Work instructions
Filter the entries that follow, copying every line in which the word "href" appears.

Data excerpts
:::::
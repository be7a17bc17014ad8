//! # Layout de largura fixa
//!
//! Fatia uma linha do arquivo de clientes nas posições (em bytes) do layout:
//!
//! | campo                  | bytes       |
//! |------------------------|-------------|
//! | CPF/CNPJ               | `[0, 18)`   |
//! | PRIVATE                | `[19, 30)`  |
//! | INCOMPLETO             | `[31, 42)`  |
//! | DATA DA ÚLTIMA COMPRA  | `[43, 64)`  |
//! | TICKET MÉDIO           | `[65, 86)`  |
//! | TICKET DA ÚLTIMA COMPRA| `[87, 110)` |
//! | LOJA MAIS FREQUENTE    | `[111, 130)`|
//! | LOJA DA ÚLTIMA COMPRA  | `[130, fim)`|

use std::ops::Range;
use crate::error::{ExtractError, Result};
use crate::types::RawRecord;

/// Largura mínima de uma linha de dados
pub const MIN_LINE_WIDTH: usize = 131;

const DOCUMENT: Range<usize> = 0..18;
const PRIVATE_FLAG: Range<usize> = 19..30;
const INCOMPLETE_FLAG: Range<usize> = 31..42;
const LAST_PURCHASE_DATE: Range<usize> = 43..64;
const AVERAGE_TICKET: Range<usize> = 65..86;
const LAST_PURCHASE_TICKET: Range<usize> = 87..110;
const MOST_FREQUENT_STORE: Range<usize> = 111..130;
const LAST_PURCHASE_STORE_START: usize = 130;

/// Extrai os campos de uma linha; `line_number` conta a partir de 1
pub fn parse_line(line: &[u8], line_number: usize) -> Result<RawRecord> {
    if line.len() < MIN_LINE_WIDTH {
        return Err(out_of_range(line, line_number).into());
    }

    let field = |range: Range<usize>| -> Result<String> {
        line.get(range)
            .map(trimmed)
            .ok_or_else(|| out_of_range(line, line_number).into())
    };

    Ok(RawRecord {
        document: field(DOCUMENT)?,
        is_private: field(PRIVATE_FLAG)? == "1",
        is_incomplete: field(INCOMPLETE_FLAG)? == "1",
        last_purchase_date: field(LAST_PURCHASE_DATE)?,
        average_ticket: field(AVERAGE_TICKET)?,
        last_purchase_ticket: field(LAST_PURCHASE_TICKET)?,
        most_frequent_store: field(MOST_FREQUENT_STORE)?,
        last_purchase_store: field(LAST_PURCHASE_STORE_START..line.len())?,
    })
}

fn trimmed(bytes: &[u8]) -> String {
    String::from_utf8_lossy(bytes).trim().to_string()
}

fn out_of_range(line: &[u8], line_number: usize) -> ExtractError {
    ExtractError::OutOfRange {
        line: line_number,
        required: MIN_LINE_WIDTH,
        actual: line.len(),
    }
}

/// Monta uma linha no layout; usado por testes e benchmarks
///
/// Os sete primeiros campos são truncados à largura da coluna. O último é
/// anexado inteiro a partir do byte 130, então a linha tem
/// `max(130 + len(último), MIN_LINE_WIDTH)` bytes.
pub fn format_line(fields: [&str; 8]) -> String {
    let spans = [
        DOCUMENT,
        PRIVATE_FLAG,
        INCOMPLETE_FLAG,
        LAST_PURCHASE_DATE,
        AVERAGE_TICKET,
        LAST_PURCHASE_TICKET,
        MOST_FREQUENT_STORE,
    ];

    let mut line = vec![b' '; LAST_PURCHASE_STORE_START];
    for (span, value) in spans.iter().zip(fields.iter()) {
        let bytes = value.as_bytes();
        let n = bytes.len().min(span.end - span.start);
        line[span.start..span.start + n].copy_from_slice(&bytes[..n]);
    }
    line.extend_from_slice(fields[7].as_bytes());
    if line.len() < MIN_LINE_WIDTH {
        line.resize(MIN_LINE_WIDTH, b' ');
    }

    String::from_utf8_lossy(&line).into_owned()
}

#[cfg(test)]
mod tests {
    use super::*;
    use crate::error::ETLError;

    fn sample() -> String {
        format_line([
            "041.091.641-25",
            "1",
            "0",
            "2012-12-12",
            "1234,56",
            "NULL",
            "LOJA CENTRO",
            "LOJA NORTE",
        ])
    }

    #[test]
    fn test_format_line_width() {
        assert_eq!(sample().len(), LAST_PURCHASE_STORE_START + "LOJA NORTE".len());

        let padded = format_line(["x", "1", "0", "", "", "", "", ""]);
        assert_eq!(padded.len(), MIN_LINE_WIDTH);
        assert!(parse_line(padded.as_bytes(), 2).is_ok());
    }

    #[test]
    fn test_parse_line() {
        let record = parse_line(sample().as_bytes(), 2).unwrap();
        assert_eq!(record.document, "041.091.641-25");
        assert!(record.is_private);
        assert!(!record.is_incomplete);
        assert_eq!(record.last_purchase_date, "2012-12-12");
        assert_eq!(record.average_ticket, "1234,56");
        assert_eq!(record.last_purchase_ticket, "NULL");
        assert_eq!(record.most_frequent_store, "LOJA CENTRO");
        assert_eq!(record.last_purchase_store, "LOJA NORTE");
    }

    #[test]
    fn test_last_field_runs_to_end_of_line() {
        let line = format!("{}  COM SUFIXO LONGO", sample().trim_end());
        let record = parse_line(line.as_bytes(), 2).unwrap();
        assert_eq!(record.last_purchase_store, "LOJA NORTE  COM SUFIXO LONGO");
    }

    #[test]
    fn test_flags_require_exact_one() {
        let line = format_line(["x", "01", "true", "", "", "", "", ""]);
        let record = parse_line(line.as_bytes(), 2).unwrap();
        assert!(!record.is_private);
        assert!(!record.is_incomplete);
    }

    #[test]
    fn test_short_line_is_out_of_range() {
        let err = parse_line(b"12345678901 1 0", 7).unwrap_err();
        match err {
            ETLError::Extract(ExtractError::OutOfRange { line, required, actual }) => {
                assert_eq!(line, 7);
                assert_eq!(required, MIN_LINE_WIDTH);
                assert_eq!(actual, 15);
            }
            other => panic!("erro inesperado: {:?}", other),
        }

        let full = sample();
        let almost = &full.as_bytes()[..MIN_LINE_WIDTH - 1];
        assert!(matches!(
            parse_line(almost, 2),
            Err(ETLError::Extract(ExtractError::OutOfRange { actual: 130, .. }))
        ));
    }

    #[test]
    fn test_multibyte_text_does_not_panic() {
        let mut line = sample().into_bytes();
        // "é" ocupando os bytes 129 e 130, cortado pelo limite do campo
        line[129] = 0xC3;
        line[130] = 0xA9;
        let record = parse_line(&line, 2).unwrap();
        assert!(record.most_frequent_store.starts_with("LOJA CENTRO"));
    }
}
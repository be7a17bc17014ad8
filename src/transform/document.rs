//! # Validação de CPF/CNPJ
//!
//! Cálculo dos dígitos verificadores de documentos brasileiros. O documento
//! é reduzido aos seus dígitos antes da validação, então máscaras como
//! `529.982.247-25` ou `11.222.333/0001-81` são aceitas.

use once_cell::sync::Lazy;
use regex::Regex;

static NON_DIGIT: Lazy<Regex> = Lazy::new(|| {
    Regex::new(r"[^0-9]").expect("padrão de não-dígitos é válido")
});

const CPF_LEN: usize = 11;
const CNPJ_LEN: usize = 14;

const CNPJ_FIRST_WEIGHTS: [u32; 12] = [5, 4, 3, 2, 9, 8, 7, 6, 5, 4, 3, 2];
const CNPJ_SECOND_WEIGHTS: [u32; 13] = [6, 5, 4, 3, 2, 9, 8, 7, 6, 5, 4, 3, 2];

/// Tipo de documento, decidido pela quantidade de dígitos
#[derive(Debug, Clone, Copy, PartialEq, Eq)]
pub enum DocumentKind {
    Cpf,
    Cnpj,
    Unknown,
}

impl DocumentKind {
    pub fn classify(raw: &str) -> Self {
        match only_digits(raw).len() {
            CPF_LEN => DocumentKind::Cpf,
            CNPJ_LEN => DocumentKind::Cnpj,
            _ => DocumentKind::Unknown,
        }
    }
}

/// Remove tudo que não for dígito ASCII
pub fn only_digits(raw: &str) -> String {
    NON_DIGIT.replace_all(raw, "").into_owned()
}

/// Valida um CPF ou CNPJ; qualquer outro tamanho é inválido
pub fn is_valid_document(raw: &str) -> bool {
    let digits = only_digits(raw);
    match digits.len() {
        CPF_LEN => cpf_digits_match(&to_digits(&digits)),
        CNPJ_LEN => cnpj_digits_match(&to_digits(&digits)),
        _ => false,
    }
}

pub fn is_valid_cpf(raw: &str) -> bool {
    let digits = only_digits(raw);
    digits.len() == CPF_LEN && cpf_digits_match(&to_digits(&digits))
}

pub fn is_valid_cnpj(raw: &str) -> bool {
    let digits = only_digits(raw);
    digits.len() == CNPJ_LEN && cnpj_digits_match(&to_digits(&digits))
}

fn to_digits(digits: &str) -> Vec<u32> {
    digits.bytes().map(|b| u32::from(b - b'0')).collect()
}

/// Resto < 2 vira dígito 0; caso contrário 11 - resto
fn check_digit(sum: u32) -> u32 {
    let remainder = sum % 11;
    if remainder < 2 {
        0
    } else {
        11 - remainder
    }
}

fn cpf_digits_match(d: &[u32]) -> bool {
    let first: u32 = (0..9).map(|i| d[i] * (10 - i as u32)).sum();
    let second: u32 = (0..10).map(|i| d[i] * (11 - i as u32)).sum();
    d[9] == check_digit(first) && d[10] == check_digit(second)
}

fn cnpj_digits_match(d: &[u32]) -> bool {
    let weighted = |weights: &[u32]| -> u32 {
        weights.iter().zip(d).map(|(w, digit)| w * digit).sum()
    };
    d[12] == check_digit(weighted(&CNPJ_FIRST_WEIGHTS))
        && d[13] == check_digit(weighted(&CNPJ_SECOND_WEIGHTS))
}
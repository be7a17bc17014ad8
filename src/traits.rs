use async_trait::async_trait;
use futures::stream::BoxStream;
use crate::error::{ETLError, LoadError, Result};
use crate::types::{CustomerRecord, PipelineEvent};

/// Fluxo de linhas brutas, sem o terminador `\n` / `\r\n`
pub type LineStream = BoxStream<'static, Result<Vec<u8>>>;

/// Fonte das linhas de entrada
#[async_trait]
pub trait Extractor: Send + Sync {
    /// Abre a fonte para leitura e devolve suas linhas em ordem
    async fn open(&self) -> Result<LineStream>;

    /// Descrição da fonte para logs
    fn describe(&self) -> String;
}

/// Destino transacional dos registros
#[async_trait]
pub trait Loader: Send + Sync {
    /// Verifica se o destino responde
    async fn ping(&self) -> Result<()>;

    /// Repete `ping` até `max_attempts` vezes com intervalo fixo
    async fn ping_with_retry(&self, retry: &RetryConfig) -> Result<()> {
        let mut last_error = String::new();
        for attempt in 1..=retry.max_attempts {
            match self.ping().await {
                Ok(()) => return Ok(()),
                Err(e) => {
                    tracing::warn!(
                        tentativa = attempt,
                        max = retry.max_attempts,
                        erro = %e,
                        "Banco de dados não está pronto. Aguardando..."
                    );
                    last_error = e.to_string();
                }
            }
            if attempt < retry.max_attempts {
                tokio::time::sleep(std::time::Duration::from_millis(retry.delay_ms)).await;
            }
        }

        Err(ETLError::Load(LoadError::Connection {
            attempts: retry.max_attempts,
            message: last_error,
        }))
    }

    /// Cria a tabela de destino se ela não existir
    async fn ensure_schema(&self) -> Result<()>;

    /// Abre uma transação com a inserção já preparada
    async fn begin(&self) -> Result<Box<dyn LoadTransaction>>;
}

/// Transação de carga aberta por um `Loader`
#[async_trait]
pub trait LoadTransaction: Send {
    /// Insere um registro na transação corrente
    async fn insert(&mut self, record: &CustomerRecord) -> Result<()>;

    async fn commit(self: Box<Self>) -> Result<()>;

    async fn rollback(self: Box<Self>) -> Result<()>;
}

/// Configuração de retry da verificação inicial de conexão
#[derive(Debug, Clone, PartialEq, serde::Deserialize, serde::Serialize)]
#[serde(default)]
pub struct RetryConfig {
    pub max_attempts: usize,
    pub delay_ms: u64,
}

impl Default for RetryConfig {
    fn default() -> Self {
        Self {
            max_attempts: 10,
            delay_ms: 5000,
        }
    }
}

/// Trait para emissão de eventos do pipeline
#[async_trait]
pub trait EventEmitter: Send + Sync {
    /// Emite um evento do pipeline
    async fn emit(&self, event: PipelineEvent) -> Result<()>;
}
:::::
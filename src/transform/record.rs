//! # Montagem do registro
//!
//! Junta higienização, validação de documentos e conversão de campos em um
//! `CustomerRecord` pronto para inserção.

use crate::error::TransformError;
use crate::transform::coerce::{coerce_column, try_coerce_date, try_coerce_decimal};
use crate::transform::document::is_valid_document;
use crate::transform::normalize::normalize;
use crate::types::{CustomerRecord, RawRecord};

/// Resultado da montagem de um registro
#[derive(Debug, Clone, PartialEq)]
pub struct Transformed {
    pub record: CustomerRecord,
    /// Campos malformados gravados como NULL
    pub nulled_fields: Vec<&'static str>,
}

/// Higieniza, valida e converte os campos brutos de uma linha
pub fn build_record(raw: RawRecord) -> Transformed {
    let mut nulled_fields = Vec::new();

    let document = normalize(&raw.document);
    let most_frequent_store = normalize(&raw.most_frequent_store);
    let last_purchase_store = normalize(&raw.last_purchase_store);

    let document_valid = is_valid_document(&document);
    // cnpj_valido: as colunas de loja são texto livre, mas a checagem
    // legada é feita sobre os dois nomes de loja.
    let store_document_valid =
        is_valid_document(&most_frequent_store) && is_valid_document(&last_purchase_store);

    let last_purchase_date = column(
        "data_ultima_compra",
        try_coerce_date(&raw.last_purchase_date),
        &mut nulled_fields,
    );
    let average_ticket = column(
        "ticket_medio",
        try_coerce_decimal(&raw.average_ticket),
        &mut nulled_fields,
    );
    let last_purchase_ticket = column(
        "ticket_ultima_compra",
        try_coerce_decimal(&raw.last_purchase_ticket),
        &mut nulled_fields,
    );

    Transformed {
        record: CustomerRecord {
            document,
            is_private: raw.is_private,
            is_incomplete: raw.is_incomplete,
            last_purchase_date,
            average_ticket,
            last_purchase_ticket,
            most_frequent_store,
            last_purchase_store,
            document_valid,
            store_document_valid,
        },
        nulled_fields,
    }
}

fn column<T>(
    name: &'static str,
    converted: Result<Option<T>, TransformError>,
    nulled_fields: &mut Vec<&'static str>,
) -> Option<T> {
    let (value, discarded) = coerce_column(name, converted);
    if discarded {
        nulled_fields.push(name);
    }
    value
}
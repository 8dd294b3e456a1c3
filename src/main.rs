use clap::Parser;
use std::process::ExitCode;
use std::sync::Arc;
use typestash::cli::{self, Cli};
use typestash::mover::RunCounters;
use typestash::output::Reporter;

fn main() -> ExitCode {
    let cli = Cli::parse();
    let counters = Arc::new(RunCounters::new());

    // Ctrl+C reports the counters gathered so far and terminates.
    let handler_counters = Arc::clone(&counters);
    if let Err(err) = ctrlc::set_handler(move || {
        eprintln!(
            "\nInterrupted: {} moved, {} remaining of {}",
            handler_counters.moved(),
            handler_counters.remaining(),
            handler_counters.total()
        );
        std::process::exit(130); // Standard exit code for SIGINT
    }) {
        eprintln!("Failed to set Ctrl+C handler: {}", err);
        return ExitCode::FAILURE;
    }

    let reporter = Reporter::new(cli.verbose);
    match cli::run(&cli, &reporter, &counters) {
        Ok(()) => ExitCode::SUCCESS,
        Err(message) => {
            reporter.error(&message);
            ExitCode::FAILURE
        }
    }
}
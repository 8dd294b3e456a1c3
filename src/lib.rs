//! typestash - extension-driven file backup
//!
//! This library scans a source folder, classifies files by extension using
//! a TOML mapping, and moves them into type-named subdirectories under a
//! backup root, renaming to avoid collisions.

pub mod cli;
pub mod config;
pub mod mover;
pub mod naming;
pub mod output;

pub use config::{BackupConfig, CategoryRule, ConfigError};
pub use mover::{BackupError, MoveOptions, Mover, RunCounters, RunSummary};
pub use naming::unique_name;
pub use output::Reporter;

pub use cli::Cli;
:::::
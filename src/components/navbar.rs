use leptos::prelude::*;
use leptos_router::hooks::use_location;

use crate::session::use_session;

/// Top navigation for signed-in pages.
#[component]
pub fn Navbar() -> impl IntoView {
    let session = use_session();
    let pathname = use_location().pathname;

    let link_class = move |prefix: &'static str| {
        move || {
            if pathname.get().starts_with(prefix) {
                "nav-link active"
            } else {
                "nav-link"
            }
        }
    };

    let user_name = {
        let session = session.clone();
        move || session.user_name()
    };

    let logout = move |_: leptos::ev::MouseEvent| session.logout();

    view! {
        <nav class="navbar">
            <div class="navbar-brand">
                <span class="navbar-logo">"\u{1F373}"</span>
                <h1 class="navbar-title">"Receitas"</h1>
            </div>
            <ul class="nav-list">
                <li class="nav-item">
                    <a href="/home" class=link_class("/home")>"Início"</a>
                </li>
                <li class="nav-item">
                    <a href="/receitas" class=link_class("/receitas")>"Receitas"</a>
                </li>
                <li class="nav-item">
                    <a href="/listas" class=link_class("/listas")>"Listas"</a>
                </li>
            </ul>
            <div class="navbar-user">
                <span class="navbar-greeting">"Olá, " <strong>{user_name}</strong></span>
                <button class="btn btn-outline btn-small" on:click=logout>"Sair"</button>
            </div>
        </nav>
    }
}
:::::
Worked solution
                    <a href="/home" class=link_class("/home")>"Início"</a>
                    <a href="/receitas" class=link_class("/receitas")>"Receitas"</a>
                    <a href="/listas" class=link_class("/listas")>"Listas"</a>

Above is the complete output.